Katja wischte sich die Tränen ab. Wie immer war Bea ruhig und besonnen, ihr würde Benjamin glauben. Katja bedankte sich und wurde langsam wieder ruhiger. Wieder einmal zeigte sich, dass ihre Freunde das Beste auf der Welt waren.

Bea rief bei Benjamin an und erklärte ihm, was sie plante.

„Das ist gut, Bea, es ist so ziemlich alles schief gelaufen. Ich war ja nicht da. Als ich vom Bäcker kam, waren Luise und Christian weg. Katja saß weinend und völlig fertig im Kinderzimmer. Ich habe nicht richtig reagiert, es tut mir leid. Das habe ich ihr heute früh auch gesagt. Ich weiß ja, wie Luise ausgeflippt ist, als sie uns beim Küssen erwischt hat. Ich bin aber schon mal froh, dass die beiden nicht abgereist sind. Heute Abend komme ich zu dir.“

Sie verabredeten sieben Uhr zum Abendessen. Benjamin legte auf und trat vor die Tür. Wenn Christian wieder zurück war, wollte er mit ihm reden, aber so lange musste er gar nicht warten. Sein Handy klingelte und auf dem Display stand der Name seines Freundes.

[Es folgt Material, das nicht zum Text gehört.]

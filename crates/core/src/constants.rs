//! Constants used throughout the report core crate.
//!
//! Report phrasing is Turkish clinical text; keeping every literal here means the generator and
//! the derivation rules can never drift apart on spelling.

/// Title line text between the location label and the diagnosis.
pub const ENDOSCOPIC_BIOPSY: &str = "endoskopik biyopsi";

/// Indentation placed before every bullet line.
pub const BULLET_INDENT: &str = "     ";

/// Prefix of every bullet line after the indentation.
pub const BULLET_PREFIX: &str = "- ";

/// Heading line of the histochemical stains section.
pub const STAINS_HEADING: &str = "Histokimyasal yöntemle:";

/// Sentence appended to the last line of the histochemical stains section.
pub const STAINS_TRAILER: &str = " boyası yapılmıştır.";

/// Text between the biopsy numbers and the stain description in a stain line.
pub const STAIN_INDEX_SUFFIX: &str = "nolu örnekte";

/// Stomach label used in front of the main location.
pub const STOMACH_LABEL: &str = "Mide";

/// Literal sub-location label for the duodenal bulb.
pub const BULB_LABEL: &str = "Bulbus";

/// Stain evaluated only when Helicobacter pylori was assessed.
pub const HP_STAIN_NAME: &str = "Warthin-Starry";

/// Stain evaluated only when intestinal metaplasia was assessed.
pub const IM_STAIN_NAME: &str = "PAS+AB";

/// Auto diagnosis: no inflammation or activation graded.
pub const DX_NORMAL_GASTRIC: &str = "Normal görünümde mide mukozası";

/// Auto diagnosis: inflammation graded, activation not.
pub const DX_CHRONIC_GASTRITIS: &str = "Kronik gastrit";

/// Auto diagnosis: activation graded.
pub const DX_ACTIVE_CHRONIC_GASTRITIS: &str = "Aktivasyon gösteren kronik gastrit";

/// Stomach diagnoses considered machine-derived and therefore safe to overwrite.
pub const STOMACH_AUTO_DIAGNOSES: [&str; 3] = [
    DX_NORMAL_GASTRIC,
    DX_CHRONIC_GASTRITIS,
    DX_ACTIVE_CHRONIC_GASTRITIS,
];

/// Default highlight markup tokens used by the preview surface.
pub const DEFAULT_HIGHLIGHT_OPEN: &str = "<mark>";
pub const DEFAULT_HIGHLIGHT_CLOSE: &str = "</mark>";

/// Environment variable naming an optional YAML configuration file.
pub const CONFIG_PATH_ENV: &str = "BIOPSY_REPORT_CONFIG";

„Hallo, Christian. Es ist gut, dass du anrufst.”

„Ich wollte mich bei Katja entschuldigen, weil ich gestern so unfair war. Meine Mutter hat sich unmöglich verhalten. Ich war vollkommen neben der Spur, als sie sagte, es wäre gut, dass ich nicht der Vater bin. Das hat mich fertig gemacht. Kannst du mir bitte Katja geben? Ihr Handy ist aus.“

„Sie ist heute früh abgereist.“

„Oh nein. Das tut mir leid. Ich wollte nicht, dass …“

„Sie ist nicht ganz weg, sondern nur bei Bea“, unterbrach Benjamin seinen Freund. „Ich fahre heute Abend hin und wir reden noch einmal. Katja und Nelly haben geweint. Als du weg warst, war Luise noch einmal oben und hat sie wüst beschimpft. Bitte pfeif deine Mutter zurück. Sie hat sogar Nelly beleidigt.“

„Ja, ich werde mit ihr reden. Das geht gar nicht, du hast recht. Soll ich nochmal mit Katja sprechen?“

„Lieber nicht. Ich muss erst einmal sehen, wie es weitergeht. Ich erzähle ihr, was du mir gesagt hast.“

Christian bedankte sich. Er war erleichtert, aber Katja würde es ihm niemals verzeihen, dass er nicht zu ihr gehalten hatte. Doch was sollte er machen? Luise war nun mal seine Mutter und er saß zwischen den Stühlen.

Am Abend ging es Katja wieder besser. Sie versprach, den Rest der Woche noch bei Bea zu bleiben. So konnte Benjamin wenigstens Nelly sehen. Nur zum Weingut wollten sie nicht mehr kommen, solange Luise dort unangemeldet auftauchen konnte.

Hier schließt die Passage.